Los Zuecos de la Felicidad, El Traje del Emperador, Pulgarcito, fueron
estrellas cautivas, regalos del cielo. Sólo se necesita paciencia,
voluntad...., y conservar los inocentes ojos de la infancia –En el rostro de
Andersen se dibujó una sonrisa-. Los tuyos, tal vez. Por eso voy a regalarte mi
paraguas. Yo ya no puedo escribir. Ahora me limito a decirlos en voz alta para
que no se me olviden. Hazlo tú, ahora, muchachito, comienza a escribirlos tú.

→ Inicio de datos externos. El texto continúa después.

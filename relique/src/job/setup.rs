use crate::catalog::CatalogStore;
use crate::config::{CoreConfig, SyncConfig};
use crate::job::{Job, JobKind, JobStatus};
use crate::module::{BackupMode, Hook};
use crate::reachability::SshProbe;
use crate::sync::{assign_unique_logs, remote_shell, SyncTask};
use crate::utils::{Error, Result, ResultExt};
use std::collections::{BTreeMap, HashSet};
use std::io::ErrorKind;
use std::path::{Path, PathBuf};

/// Prepares and runs jobs against one catalog.
#[derive(Clone)]
pub struct JobEngine {
    pub(super) catalog: CatalogStore,
    pub(super) sync: SyncConfig,
    pub(super) install_root: PathBuf,
    pub(super) probe: SshProbe,
}

impl JobEngine {
    pub fn new(catalog: CatalogStore, core: &CoreConfig) -> Self {
        Self {
            catalog,
            sync: core.sync.clone(),
            install_root: core.module_install_path.clone(),
            probe: SshProbe::from_config(&core.sync),
        }
    }

    pub fn catalog(&self) -> &CatalogStore {
        &self.catalog
    }

    /// Run a catalog operation on the blocking pool.
    pub async fn blocking<T, F>(&self, f: F) -> Result<T>
    where
        F: FnOnce(CatalogStore) -> Result<T> + Send + 'static,
        T: Send + 'static,
    {
        let catalog = self.catalog.clone();
        tokio::task::spawn_blocking(move || f(catalog))
            .await
            .map_err(|e| Error::Fatal(format!("catalog task failed: {e}")))?
    }

    /// Save the job row, and its bundle too when `with_bundle` is set.
    pub(super) async fn persist(&self, job: &mut Job, with_bundle: bool) -> Result<()> {
        let tasks = std::mem::take(&mut job.tasks);
        let mut snapshot = job.clone();
        job.tasks = tasks;

        let id = self
            .blocking(move |catalog| {
                if with_bundle {
                    catalog.register_job(&mut snapshot)?;
                } else {
                    catalog.save_job(&mut snapshot)?;
                }
                Ok(snapshot.id)
            })
            .await?;
        job.id = id;
        Ok(())
    }

    /// End a job that could not run: `error`, done, persisted with its
    /// bundle when possible.
    pub(super) async fn abort(&self, job: &mut Job, error: &Error) {
        job.finish(JobStatus::Error);
        tracing::error!(job_uuid = %job.uuid, error = %error, "Job failed before execution");

        if let Err(e) = self.persist(job, true).await {
            tracing::warn!(job_uuid = %job.uuid, error = %e, "Cannot register failed job, saving its row only");
            if let Err(e) = self.persist(job, false).await {
                tracing::error!(job_uuid = %job.uuid, error = %e, "Cannot save failed job");
            }
        }
    }

    async fn ensure_new(&self, job: &Job) -> Result<()> {
        let uuid = job.uuid;
        if self.blocking(move |catalog| catalog.job_exists(&uuid)).await? {
            return Err(Error::Invalid(format!("job {uuid}: already set up")));
        }
        Ok(())
    }

    /// Resolve the reference job, create the storage folders, build one sync
    /// task per backup path and register the job.
    ///
    /// A job whose uuid is already in the catalog is rejected without being
    /// touched. Any later failure ends the job in `error`.
    pub async fn setup_backup(&self, job: &mut Job) -> Result<()> {
        if job.kind != JobKind::Backup {
            return Err(Error::Invalid(format!("job {}: not a backup", job.uuid)));
        }
        self.ensure_new(job).await?;

        if let Err(e) = self.plan_backup(job).await {
            let e = e.context(format!("setup backup job {}", job.uuid));
            self.abort(job, &e).await;
            return Err(e);
        }

        tracing::info!(
            job_uuid = %job.uuid,
            client = %job.client.name,
            module = %job.module.name,
            mode = job.mode_label(),
            tasks = job.tasks.len(),
            "Backup job ready"
        );
        Ok(())
    }

    async fn plan_backup(&self, job: &mut Job) -> Result<()> {
        job.client.validate()?;
        job.module.validate()?;
        ensure_distinct(&job.module.backup_paths)?;

        let reference = self.resolve_reference(job).await?;
        let storage = self.create_storage(job, true).await?;
        let rsh = remote_shell(&self.sync.ssh_path, &job.client);

        job.tasks = match &reference {
            Some(previous) => {
                let previous_data = previous.storage_path()?.join("_data");
                job.module
                    .backup_paths
                    .iter()
                    .map(|bp| {
                        SyncTask::incremental_backup(
                            &job.client,
                            &job.module,
                            bp,
                            &storage,
                            &previous_data,
                            &rsh,
                        )
                    })
                    .collect()
            }
            None => job
                .module
                .backup_paths
                .iter()
                .map(|bp| SyncTask::full_backup(&job.client, &job.module, bp, &storage, &rsh))
                .collect(),
        };
        assign_unique_logs(&mut job.tasks);

        self.check_hooks(job, &[Hook::PreBackup, Hook::PostBackup]);
        self.persist(job, true).await
    }

    /// Pick the job an incremental backup links against: the latest
    /// incremental, else the latest full. Without either the job becomes full.
    async fn resolve_reference(&self, job: &mut Job) -> Result<Option<Job>> {
        if job.mode != Some(BackupMode::Incremental) {
            return Ok(None);
        }

        for target in [BackupMode::Incremental, BackupMode::Full] {
            let mut query = job.clone();
            query.tasks.clear();
            match self
                .blocking(move |catalog| catalog.previous_job(&query, target))
                .await
            {
                Ok(previous) => {
                    tracing::info!(
                        job_uuid = %job.uuid,
                        previous_job_uuid = %previous.uuid,
                        previous_mode = %target,
                        "Reference job found"
                    );
                    job.previous_job_uuid = Some(previous.uuid);
                    return Ok(Some(previous));
                }
                Err(e) if e.is_not_found() => {
                    tracing::debug!(job_uuid = %job.uuid, target = %target, "No reference job");
                }
                Err(e) => return Err(e.context("look up reference job")),
            }
        }

        tracing::info!(
            job_uuid = %job.uuid,
            "No previous incremental or full job found, switching this job to full"
        );
        job.mode = Some(BackupMode::Full);
        job.previous_job_uuid = None;
        Ok(None)
    }

    /// Create `${storage}/` (which must not exist yet), `_logs/` and, for
    /// backups, `_data/`.
    async fn create_storage(&self, job: &Job, with_data: bool) -> Result<PathBuf> {
        let storage = job.storage_path()?;
        if let Some(root) = storage.parent() {
            tokio::fs::create_dir_all(root)
                .await
                .with_context(|| format!("create repository folder {}", root.display()))?;
        }

        match tokio::fs::create_dir(&storage).await {
            Ok(()) => {}
            Err(e) if e.kind() == ErrorKind::AlreadyExists => {
                return Err(Error::Invalid(format!(
                    "job storage {}: already exists",
                    storage.display()
                )))
            }
            Err(e) => {
                return Err(Error::from(e).context(format!("create job storage {}", storage.display())))
            }
        }

        let mut folders = vec!["_logs"];
        if with_data {
            folders.push("_data");
        }
        for folder in folders {
            let path = storage.join(folder);
            tokio::fs::create_dir(&path)
                .await
                .with_context(|| format!("create {}", path.display()))?;
        }
        Ok(storage)
    }

    fn check_hooks(&self, job: &Job, hooks: &[Hook]) {
        for hook in hooks {
            if let Some(script) = job.module.hook(*hook, &self.install_root) {
                if script.is_file() {
                    tracing::debug!(job_uuid = %job.uuid, hook = ?hook, script = %script.display(), "Module declares a hook script");
                } else {
                    tracing::warn!(job_uuid = %job.uuid, hook = ?hook, script = %script.display(), "Module hook script not found");
                }
            }
        }
    }

    /// Resolve the source image, build one restore task per restored path
    /// and register the job.
    pub async fn setup_restore(&self, job: &mut Job) -> Result<()> {
        if job.kind != JobKind::Restore {
            return Err(Error::Invalid(format!("job {}: not a restore", job.uuid)));
        }
        self.ensure_new(job).await?;

        if let Err(e) = self.plan_restore(job).await {
            let e = e.context(format!("setup restore job {}", job.uuid));
            self.abort(job, &e).await;
            return Err(e);
        }

        tracing::info!(
            job_uuid = %job.uuid,
            client = %job.client.name,
            tasks = job.tasks.len(),
            "Restore job ready"
        );
        Ok(())
    }

    async fn plan_restore(&self, job: &mut Job) -> Result<()> {
        let image_uuid = job
            .restore_image_uuid
            .ok_or_else(|| Error::Invalid("restore job: no image to restore from".into()))?;
        job.client.validate()?;
        ensure_distinct(&job.module.backup_paths)?;

        let source_job = self
            .blocking(move |catalog| catalog.job_by_uuid(&image_uuid))
            .await
            .context("load restore source")?;
        let source_data = source_job.storage_path()?.join("_data");

        let storage = self.create_storage(job, false).await?;
        let rsh = remote_shell(&self.sync.ssh_path, &job.client);

        let mapping: BTreeMap<String, String> = if job.custom_restore_paths.is_empty() {
            job.module
                .backup_paths
                .iter()
                .map(|bp| (bp.clone(), bp.clone()))
                .collect()
        } else {
            job.custom_restore_paths.clone()
        };

        let mut tasks = Vec::with_capacity(mapping.len());
        for (source, destination) in &mapping {
            let source_uri = restore_source(&source_data, source).await;
            tasks.push(SyncTask::restore(
                &job.client,
                &job.module,
                source,
                source_uri,
                destination,
                &storage,
                &rsh,
            ));
        }
        assign_unique_logs(&mut tasks);
        job.tasks = tasks;

        self.check_hooks(job, &[Hook::PreRestore, Hook::PostRestore]);
        self.persist(job, true).await
    }
}

/// Reject a path listed twice; `/srv/data/` and `/srv/data` are the same.
fn ensure_distinct(paths: &[String]) -> Result<()> {
    let mut seen = HashSet::new();
    for path in paths {
        let key = path.trim_end_matches('/');
        if !seen.insert(key) {
            return Err(Error::Invalid(format!("backup path '{path}': listed twice")));
        }
    }
    Ok(())
}

/// Location of `path` inside an image's data tree. Directories get a trailing
/// slash so their content, not the directory itself, lands at the destination.
async fn restore_source(data_root: &Path, path: &str) -> String {
    let location = data_root.join(path.trim_start_matches('/'));
    let is_dir = tokio::fs::metadata(&location)
        .await
        .map(|m| m.is_dir())
        .unwrap_or(false);

    let mut uri = location.to_string_lossy().trim_end_matches('/').to_string();
    if is_dir {
        uri.push('/');
    }
    uri
}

Si, hazlo, tú. Prueba con tiempo y con tesón de ocupar mi lugar. Ya es hora de
que yo descanse...
De las nubes comenzaron a caer las
primeras gotas. Espaciadas al principio, pronto se convirtieron en diluvio con
truenos y relámpagos. Desde la casa se oyeron gritos llamando a Andrés. El
viejo matrimonio, al presentir la tormenta, había acudido a su cuarto para
tranquilizar al niño. Al hallarlo vacío, inquietos, iban de habitación en
habitación voceando su nombre.
-Mmmm, llueve, llueve –dijo
Andersen-, y pronto este árbol ya no nos servirá de cobijo. Además, te
reclaman. Es hora de regresar.
Y con suma delicadeza, para que ni
una estrella cayera al suelo o se mojara, volvieron sobre sus pasos.
-¿Pero donde estabas? –preguntaron a
Andrés los dos ancianos, enfadados, al verle aparecer por la puerta del jardín.
No supo que contestar. Y es que los
milagros no pueden explicarse. Son o no son, y no hay que darles más vueltas.
Esta es la historia, cariño,
concluyo. Y cuentan que Andrés, a partir de esa noche, inició lentamente su
carrera de escritor... Nadie advirtió que en el cuadro a Andersen le faltaba su
paraguas. Paraguas que, a su vez, pasados bastantes años, Andrés lo transmitió
a... Me callo. Mi nieto se ha dormido. Seguro que bajo sus párpados
cerrados estará ahora rematando el
relato a su manera desde el instante en que el sueño le venció y oyó mis
últimas palabras. De puntillas, sin hacer el menor ruido, para no despertarle,
me levanto y salgo al corredor. En los anaqueles que recubren las paredes
docenas de libros míos descansan en silencio. Saco una llave de mi bolsillo y
abro un cajón escondido detrás de una fila de volúmenes. Extraigo el paraguas y
vuelvo a su lado para depositarlo a la cabecera de su cama. Suspiro, y me
acerco a la ventana. Apoyado en el alféizar busco estrellas en el cielo.
Estamos en la gran ciudad, de luces de neón, y hay muy pocas, muy pocas... Pero
presiento que él, algún día, incluso así, sabrá preservar para el futuro el
legado que un hombre feo y triste, aunque de corazón espléndido, dejó para
todos nosotros hace ya mucho tiempo. La vida de cada hombre, dijo Andersen,
¿por que no esforzarse en que sea un bello cuento de hadas?